In sostanza il Consiglio sanitario nazionale, nonostante che le leggi vigenti stabilissero che gli anziani cronici non autosufficienti avevano diritto alle cure sanitarie gratuite e senza limiti di durata, chiedeva al Governo di assumere provvedimenti allo scopo di ridurre la spesa ospedaliera nella misura del 50%, asserendo strumentalmente che i servizi sanitari «non possono farsi carico in maniera completa del problema» e cioè delle cure di cui abbisognavano.

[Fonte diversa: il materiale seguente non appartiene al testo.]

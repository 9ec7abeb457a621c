//! Open documents and the predicate deciding whether one triggers activation.

use std::collections::HashSet;

use url::Url;

use lazyhost_config::{Config, DEFAULT_DISABLED_SCHEMES};

use crate::language::SupportedLanguageSet;

/// An open editor buffer as seen by the activation gate.
#[derive(Debug, Clone, PartialEq, Eq)]
pub struct DocumentRef {
    language_id: String,
    uri: Url,
}

impl DocumentRef {
    /// Describes a document by language identifier and resource locator.
    #[must_use]
    pub fn new(language_id: impl Into<String>, uri: Url) -> Self {
        Self {
            language_id: language_id.into(),
            uri,
        }
    }

    /// Language identifier assigned by the editor.
    #[must_use]
    pub const fn language_id(&self) -> &str {
        self.language_id.as_str()
    }

    /// Resource locator of the document.
    #[must_use]
    pub const fn uri(&self) -> &Url {
        &self.uri
    }

    /// Scheme of the resource locator, always lower case.
    #[must_use]
    pub fn scheme(&self) -> &str {
        self.uri.scheme()
    }
}

/// Schemes whose documents never trigger activation.
#[derive(Debug, Clone, PartialEq, Eq)]
pub struct DisabledSchemes {
    schemes: HashSet<String>,
}

impl DisabledSchemes {
    /// Builds a set from arbitrary schemes. Matching is case-insensitive.
    #[must_use]
    pub fn new<I, S>(schemes: I) -> Self
    where
        I: IntoIterator<Item = S>,
        S: AsRef<str>,
    {
        Self {
            schemes: schemes
                .into_iter()
                .map(|scheme| scheme.as_ref().to_ascii_lowercase())
                .collect(),
        }
    }

    /// The built-in set of virtual and remote file-system schemes.
    #[must_use]
    pub fn builtin() -> Self {
        Self::new(DEFAULT_DISABLED_SCHEMES)
    }

    /// Built-in schemes extended with the configured extras.
    #[must_use]
    pub fn from_config(config: &Config) -> Self {
        Self::new(config.disabled_schemes())
    }

    /// Whether documents with `scheme` are excluded.
    #[must_use]
    pub fn contains(&self, scheme: &str) -> bool {
        self.schemes.contains(&scheme.to_ascii_lowercase())
    }
}

impl Default for DisabledSchemes {
    fn default() -> Self {
        Self::builtin()
    }
}

/// Returns `true` when `document` should trigger activation.
///
/// The language must be supported and the scheme must not be disabled.
#[must_use]
pub fn is_supported_document(
    document: &DocumentRef,
    languages: &SupportedLanguageSet,
    disabled: &DisabledSchemes,
) -> bool {
    languages.contains(document.language_id()) && !disabled.contains(document.scheme())
}
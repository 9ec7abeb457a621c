//! Context key tracking whether the active editor shows a managed file.
//!
//! A file is managed when its language is served by the client host and the
//! host can resolve it to a path. Project configuration files
//! (`tsconfig.json`, `jsconfig.json` and variants such as
//! `tsconfig.base.json`) are always managed. The key is only written when its value
//! changes, and is cleared when the resource is disposed.

use std::cell::Cell;
use std::fmt;
use std::rc::Rc;

use camino::Utf8PathBuf;
use url::Url;

use crate::dispose::Disposable;
use crate::document::DocumentRef;
use crate::language::SupportedLanguageSet;
use crate::workspace::{ActiveEditorTracker, ContextKeys};

/// Context key written by [`ManagedFileContext`].
pub const MANAGED_FILE_CONTEXT_KEY: &str = "typescript.isManagedFile";

type PathResolver = Box<dyn Fn(&Url) -> Option<Utf8PathBuf>>;

struct ContextState {
    keys: Rc<dyn ContextKeys>,
    languages: Rc<SupportedLanguageSet>,
    resolve: PathResolver,
    managed: Cell<bool>,
}

impl ContextState {
    fn update(&self, document: Option<&DocumentRef>) {
        let managed = document.is_some_and(|open| {
            is_project_config(open.uri())
                || (self.languages.contains(open.language_id())
                    && (self.resolve)(open.uri()).is_some())
        });
        self.set(managed);
    }

    fn set(&self, managed: bool) {
        if self.managed.replace(managed) != managed {
            self.keys.set_context(MANAGED_FILE_CONTEXT_KEY, managed);
        }
    }
}

/// Matches `tsconfig.json`, `jsconfig.json` and `[tj]sconfig.*.json`,
/// ignoring case.
fn is_project_config(uri: &Url) -> bool {
    let Some(name) = uri.path_segments().and_then(|mut segments| segments.next_back()) else {
        return false;
    };
    let lowered = name.to_ascii_lowercase();
    let rest = lowered
        .strip_prefix("tsconfig.")
        .or_else(|| lowered.strip_prefix("jsconfig."));
    rest.is_some_and(|tail| {
        tail == "json" || tail.strip_suffix(".json").is_some_and(|infix| !infix.is_empty())
    })
}

/// Keeps [`MANAGED_FILE_CONTEXT_KEY`] in sync with the active editor.
pub struct ManagedFileContext {
    state: Rc<ContextState>,
    subscription: Option<Box<dyn Disposable>>,
}

impl ManagedFileContext {
    /// Evaluates the current editor and follows later editor changes.
    #[must_use]
    pub fn new<R>(
        tracker: &dyn ActiveEditorTracker,
        keys: Rc<dyn ContextKeys>,
        languages: Rc<SupportedLanguageSet>,
        resolve: R,
    ) -> Self
    where
        R: Fn(&Url) -> Option<Utf8PathBuf> + 'static,
    {
        let state = Rc::new(ContextState {
            keys,
            languages,
            resolve: Box::new(resolve),
            managed: Cell::new(false),
        });

        let listener_state = Rc::clone(&state);
        let subscription = tracker.on_did_change_active_editor(Box::new(
            move |document: Option<&DocumentRef>| listener_state.update(document),
        ));
        state.update(tracker.active_document().as_ref());

        Self {
            state,
            subscription: Some(subscription),
        }
    }

    /// Last value written to the context key.
    #[must_use]
    pub fn is_managed(&self) -> bool {
        self.state.managed.get()
    }
}

impl Disposable for ManagedFileContext {
    fn dispose(&mut self) {
        if let Some(mut subscription) = self.subscription.take() {
            subscription.dispose();
            self.state.set(false);
        }
    }
}

impl fmt::Debug for ManagedFileContext {
    fn fmt(&self, formatter: &mut fmt::Formatter<'_>) -> fmt::Result {
        formatter
            .debug_struct("ManagedFileContext")
            .field("managed", &self.is_managed())
            .field("listening", &self.subscription.is_some())
            .finish()
    }
}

Dalla decisione del Consiglio sanitario nazionale, assunta a fondamento del decreto Craxi dell’8 agosto 1985, sono derivate le ancora perduranti estese situazioni di abbandono terapeutico dei vecchi malati dimessi dagli ospedali anche nei casi in cui necessitano delle prosecuzione delle cure, nonché il conseguente scarico delle relative incombenze, comprese quelle economiche, ai loro congiunti, con il risultato della caduta in condizioni di povertà di decine di migliaia di famiglie.

Sorprende, quindi, che Achille Ardigò, nel libro in oggetto, si accorga, dopo vent’anni dalla citata decisione del Consiglio sanitario nazionale, rilevi che «l’esplosione della domanda di cure a favore di malati vecchi e anziani non autosufficienti resta infatti un problema da risolvere» anche in considerazione che il crescente invecchiamento «porta al declino di larga parte delle autonomie funzionali delle famiglie, specie con familiare da assistere a domicilio».

Invece di sollecitare il doveroso intervento del Servizio sanitario nazionale (gli anziani sono non autosufficienti a causa di patologie in atto o di loro esiti), Achille Ardigò si richiama all’assistenza e quindi alla legge 328/2000 nei cui confronti esprime un giudizio positivo (sarebbe «di grande apertura innovativa») nonostante che non preveda alcun diritto esigibile essendo fondata sulla assoluta discrezionalità degli interventi.

Il sociologo bolognese manifesta un positivo apprezzamento delle leggi della Regione Emilia Romagna 12 marzo 2003, n. 2, più volte citata erroneamente come legge n. 32 del 13 marzo 2003, anche se le sue disposizioni non stabiliscano diritti esigibili di sorta.

Nel volume viene giustamente rivendicata la priorità delle cure domiciliari, senza però rilevare – fatto gravissimo a nostro avviso – che spetta al Servizio sanitario nazionale garantire, anche a casa degli anziani malati non autosufficienti, le occorrenti prestazioni mediche, infermieristiche e se necessario riabilitative.

Inoltre, occorre che ai congiunti che svolgono un’attività di volontariato, venga garantito il rimborso forfetario delle spese sostenute. Le cure domiciliari non debbono essere promosse solamente o prevalentemente per ridurre le spese a carico della collettività.